> **Directions for this task**
With no line left out, restate the data word for word.

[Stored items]

*** Block opens ***

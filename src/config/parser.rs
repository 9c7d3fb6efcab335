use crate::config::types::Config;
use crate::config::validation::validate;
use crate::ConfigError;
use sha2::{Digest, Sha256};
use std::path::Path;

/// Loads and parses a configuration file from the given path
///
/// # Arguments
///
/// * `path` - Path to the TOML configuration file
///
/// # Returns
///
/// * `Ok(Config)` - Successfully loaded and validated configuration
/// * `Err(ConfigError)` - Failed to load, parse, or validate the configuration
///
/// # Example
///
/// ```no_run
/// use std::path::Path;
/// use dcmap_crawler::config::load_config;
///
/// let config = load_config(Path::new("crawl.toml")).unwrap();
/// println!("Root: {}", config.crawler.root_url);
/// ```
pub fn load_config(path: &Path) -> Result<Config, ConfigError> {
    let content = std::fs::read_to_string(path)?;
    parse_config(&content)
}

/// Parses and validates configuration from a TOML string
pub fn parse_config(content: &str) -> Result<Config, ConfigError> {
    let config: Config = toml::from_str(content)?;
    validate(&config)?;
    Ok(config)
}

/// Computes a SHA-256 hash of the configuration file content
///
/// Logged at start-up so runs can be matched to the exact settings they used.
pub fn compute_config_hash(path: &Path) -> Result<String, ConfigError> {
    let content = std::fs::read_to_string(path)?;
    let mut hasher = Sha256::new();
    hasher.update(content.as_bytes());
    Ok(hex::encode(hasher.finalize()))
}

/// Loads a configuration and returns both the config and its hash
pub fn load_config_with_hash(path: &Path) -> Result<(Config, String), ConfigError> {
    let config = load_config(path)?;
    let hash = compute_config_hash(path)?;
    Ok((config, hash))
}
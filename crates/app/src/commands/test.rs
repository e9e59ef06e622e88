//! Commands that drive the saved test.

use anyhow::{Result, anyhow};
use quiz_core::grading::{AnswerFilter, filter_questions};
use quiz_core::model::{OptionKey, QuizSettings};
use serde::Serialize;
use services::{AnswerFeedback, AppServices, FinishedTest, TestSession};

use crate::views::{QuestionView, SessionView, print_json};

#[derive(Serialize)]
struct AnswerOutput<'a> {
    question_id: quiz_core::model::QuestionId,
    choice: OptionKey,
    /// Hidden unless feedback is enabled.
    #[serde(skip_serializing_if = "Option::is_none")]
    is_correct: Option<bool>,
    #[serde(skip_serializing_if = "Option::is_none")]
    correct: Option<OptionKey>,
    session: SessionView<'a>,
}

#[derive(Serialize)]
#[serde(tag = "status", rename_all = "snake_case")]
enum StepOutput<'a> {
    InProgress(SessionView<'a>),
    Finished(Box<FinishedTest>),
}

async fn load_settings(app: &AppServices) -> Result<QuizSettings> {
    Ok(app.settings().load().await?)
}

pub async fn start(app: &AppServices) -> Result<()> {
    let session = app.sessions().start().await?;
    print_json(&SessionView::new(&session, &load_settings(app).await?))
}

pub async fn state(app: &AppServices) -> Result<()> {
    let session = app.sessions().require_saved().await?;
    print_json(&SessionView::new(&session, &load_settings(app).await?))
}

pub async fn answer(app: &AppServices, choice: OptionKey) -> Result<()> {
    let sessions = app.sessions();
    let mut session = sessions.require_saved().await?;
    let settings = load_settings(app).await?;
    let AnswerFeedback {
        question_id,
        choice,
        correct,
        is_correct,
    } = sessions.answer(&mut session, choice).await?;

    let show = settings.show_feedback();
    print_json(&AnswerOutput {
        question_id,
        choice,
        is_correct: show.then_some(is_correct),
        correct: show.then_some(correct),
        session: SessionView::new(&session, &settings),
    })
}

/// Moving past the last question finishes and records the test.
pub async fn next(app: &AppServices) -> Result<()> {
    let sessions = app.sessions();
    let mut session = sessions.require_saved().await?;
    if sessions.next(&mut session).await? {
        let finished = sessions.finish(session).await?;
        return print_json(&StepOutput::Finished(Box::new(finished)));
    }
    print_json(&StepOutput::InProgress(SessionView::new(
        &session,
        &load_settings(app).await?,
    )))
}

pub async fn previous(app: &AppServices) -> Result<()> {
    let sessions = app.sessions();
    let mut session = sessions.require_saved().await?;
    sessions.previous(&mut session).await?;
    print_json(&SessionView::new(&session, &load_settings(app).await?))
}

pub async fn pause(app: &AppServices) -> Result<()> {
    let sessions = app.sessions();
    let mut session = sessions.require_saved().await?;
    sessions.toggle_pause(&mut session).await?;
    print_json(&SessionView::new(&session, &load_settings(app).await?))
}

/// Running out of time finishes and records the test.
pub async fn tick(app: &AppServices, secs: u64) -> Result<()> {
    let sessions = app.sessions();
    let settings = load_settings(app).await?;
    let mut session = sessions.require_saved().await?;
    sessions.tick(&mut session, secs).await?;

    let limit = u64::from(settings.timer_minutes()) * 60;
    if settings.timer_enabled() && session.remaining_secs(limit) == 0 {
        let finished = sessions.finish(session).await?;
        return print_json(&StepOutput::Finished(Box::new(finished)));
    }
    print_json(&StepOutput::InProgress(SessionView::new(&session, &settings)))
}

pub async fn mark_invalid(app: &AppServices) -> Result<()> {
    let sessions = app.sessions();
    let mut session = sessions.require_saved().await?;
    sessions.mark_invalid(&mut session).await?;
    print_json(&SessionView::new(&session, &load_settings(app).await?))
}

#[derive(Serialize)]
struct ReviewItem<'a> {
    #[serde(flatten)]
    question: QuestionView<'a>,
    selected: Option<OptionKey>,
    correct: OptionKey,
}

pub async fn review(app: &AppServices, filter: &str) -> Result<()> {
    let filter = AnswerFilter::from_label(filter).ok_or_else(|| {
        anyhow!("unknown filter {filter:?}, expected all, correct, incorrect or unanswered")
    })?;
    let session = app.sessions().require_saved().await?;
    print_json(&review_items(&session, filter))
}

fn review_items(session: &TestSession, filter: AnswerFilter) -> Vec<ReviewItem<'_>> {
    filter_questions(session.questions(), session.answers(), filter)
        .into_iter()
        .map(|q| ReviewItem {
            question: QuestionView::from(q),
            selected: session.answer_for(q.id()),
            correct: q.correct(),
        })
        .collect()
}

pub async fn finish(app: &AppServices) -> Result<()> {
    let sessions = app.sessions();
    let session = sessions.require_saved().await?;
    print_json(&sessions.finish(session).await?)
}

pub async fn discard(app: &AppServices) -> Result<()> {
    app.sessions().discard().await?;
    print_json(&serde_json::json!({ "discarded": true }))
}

*** Block closes ***

> **Task response**
filename src/config/parser.rs
repository 9c7d3fb6efcab335
use crate::config::types::Config;
use crate::config::validation::validate;
use crate::ConfigError;
use sha2::{Digest, Sha256};
use std::path::Path;

/// Loads and parses a configuration file from the given path
///
/// # Arguments
///
/// * `path` - Path to the TOML configuration file
///
/// # Returns
///
/// * `Ok(Config)` - Successfully loaded and validated configuration
/// * `Err(ConfigError)` - Failed to load, parse, or validate the configuration
///
/// # Example
///
/// ```no_run
/// use std::path::Path;
/// use dcmap_crawler::config::load_config;
///
/// let config = load_config(Path::new("crawl.toml")).unwrap();
/// println!("Root: {}", config.crawler.root_url);
/// ```
pub fn load_config(path: &Path) -> Result<Config, ConfigError> {
    let content = std::fs::read_to_string(path)?;
    parse_config(&content)
}

/// Parses and validates configuration from a TOML string
pub fn parse_config(content: &str) -> Result<Config, ConfigError> {
    let config: Config = toml::from_str(content)?;
    validate(&config)?;
    Ok(config)
}

/// Computes a SHA-256 hash of the configuration file content
///
/// Logged at start-up so runs can be matched to the exact settings they used.
pub fn compute_config_hash(path: &Path) -> Result<String, ConfigError> {
    let content = std::fs::read_to_string(path)?;
    let mut hasher = Sha256::new();
    hasher.update(content.as_bytes());
    Ok(hex::encode(hasher.finalize()))
}

/// Loads a configuration and returns both the config and its hash
pub fn load_config_with_hash(path: &Path) -> Result<(Config, String), ConfigError> {
    let config = load_config(path)?;
    let hash = compute_config_hash(path)?;
    Ok((config, hash))
}
filename crates/app/src/commands/test.rs
repository e9e59ef06e622e88
//! Commands that drive the saved test.

use anyhow::{Result, anyhow};
use quiz_core::grading::{AnswerFilter, filter_questions};
use quiz_core::model::{OptionKey, QuizSettings};
use serde::Serialize;
use services::{AnswerFeedback, AppServices, FinishedTest, TestSession};

use crate::views::{QuestionView, SessionView, print_json};

#[derive(Serialize)]
struct AnswerOutput<'a> {
    question_id: quiz_core::model::QuestionId,
    choice: OptionKey,
    /// Hidden unless feedback is enabled.
    #[serde(skip_serializing_if = "Option::is_none")]
    is_correct: Option<bool>,
    #[serde(skip_serializing_if = "Option::is_none")]
    correct: Option<OptionKey>,
    session: SessionView<'a>,
}

#[derive(Serialize)]
#[serde(tag = "status", rename_all = "snake_case")]
enum StepOutput<'a> {
    InProgress(SessionView<'a>),
    Finished(Box<FinishedTest>),
}

async fn load_settings(app: &AppServices) -> Result<QuizSettings> {
    Ok(app.settings().load().await?)
}

pub async fn start(app: &AppServices) -> Result<()> {
    let session = app.sessions().start().await?;
    print_json(&SessionView::new(&session, &load_settings(app).await?))
}

pub async fn state(app: &AppServices) -> Result<()> {
    let session = app.sessions().require_saved().await?;
    print_json(&SessionView::new(&session, &load_settings(app).await?))
}

pub async fn answer(app: &AppServices, choice: OptionKey) -> Result<()> {
    let sessions = app.sessions();
    let mut session = sessions.require_saved().await?;
    let settings = load_settings(app).await?;
    let AnswerFeedback {
        question_id,
        choice,
        correct,
        is_correct,
    } = sessions.answer(&mut session, choice).await?;

    let show = settings.show_feedback();
    print_json(&AnswerOutput {
        question_id,
        choice,
        is_correct: show.then_some(is_correct),
        correct: show.then_some(correct),
        session: SessionView::new(&session, &settings),
    })
}

/// Moving past the last question finishes and records the test.
pub async fn next(app: &AppServices) -> Result<()> {
    let sessions = app.sessions();
    let mut session = sessions.require_saved().await?;
    if sessions.next(&mut session).await? {
        let finished = sessions.finish(session).await?;
        return print_json(&StepOutput::Finished(Box::new(finished)));
    }
    print_json(&StepOutput::InProgress(SessionView::new(
        &session,
        &load_settings(app).await?,
    )))
}

pub async fn previous(app: &AppServices) -> Result<()> {
    let sessions = app.sessions();
    let mut session = sessions.require_saved().await?;
    sessions.previous(&mut session).await?;
    print_json(&SessionView::new(&session, &load_settings(app).await?))
}

pub async fn pause(app: &AppServices) -> Result<()> {
    let sessions = app.sessions();
    let mut session = sessions.require_saved().await?;
    sessions.toggle_pause(&mut session).await?;
    print_json(&SessionView::new(&session, &load_settings(app).await?))
}

/// Running out of time finishes and records the test.
pub async fn tick(app: &AppServices, secs: u64) -> Result<()> {
    let sessions = app.sessions();
    let settings = load_settings(app).await?;
    let mut session = sessions.require_saved().await?;
    sessions.tick(&mut session, secs).await?;

    let limit = u64::from(settings.timer_minutes()) * 60;
    if settings.timer_enabled() && session.remaining_secs(limit) == 0 {
        let finished = sessions.finish(session).await?;
        return print_json(&StepOutput::Finished(Box::new(finished)));
    }
    print_json(&StepOutput::InProgress(SessionView::new(&session, &settings)))
}

pub async fn mark_invalid(app: &AppServices) -> Result<()> {
    let sessions = app.sessions();
    let mut session = sessions.require_saved().await?;
    sessions.mark_invalid(&mut session).await?;
    print_json(&SessionView::new(&session, &load_settings(app).await?))
}

#[derive(Serialize)]
struct ReviewItem<'a> {
    #[serde(flatten)]
    question: QuestionView<'a>,
    selected: Option<OptionKey>,
    correct: OptionKey,
}

pub async fn review(app: &AppServices, filter: &str) -> Result<()> {
    let filter = AnswerFilter::from_label(filter).ok_or_else(|| {
        anyhow!("unknown filter {filter:?}, expected all, correct, incorrect or unanswered")
    })?;
    let session = app.sessions().require_saved().await?;
    print_json(&review_items(&session, filter))
}

fn review_items(session: &TestSession, filter: AnswerFilter) -> Vec<ReviewItem<'_>> {
    filter_questions(session.questions(), session.answers(), filter)
        .into_iter()
        .map(|q| ReviewItem {
            question: QuestionView::from(q),
            selected: session.answer_for(q.id()),
            correct: q.correct(),
        })
        .collect()
}

pub async fn finish(app: &AppServices) -> Result<()> {
    let sessions = app.sessions();
    let session = sessions.require_saved().await?;
    print_json(&sessions.finish(session).await?)
}

pub async fn discard(app: &AppServices) -> Result<()> {
    app.sessions().discard().await?;
    print_json(&serde_json::json!({ "discarded": true }))
}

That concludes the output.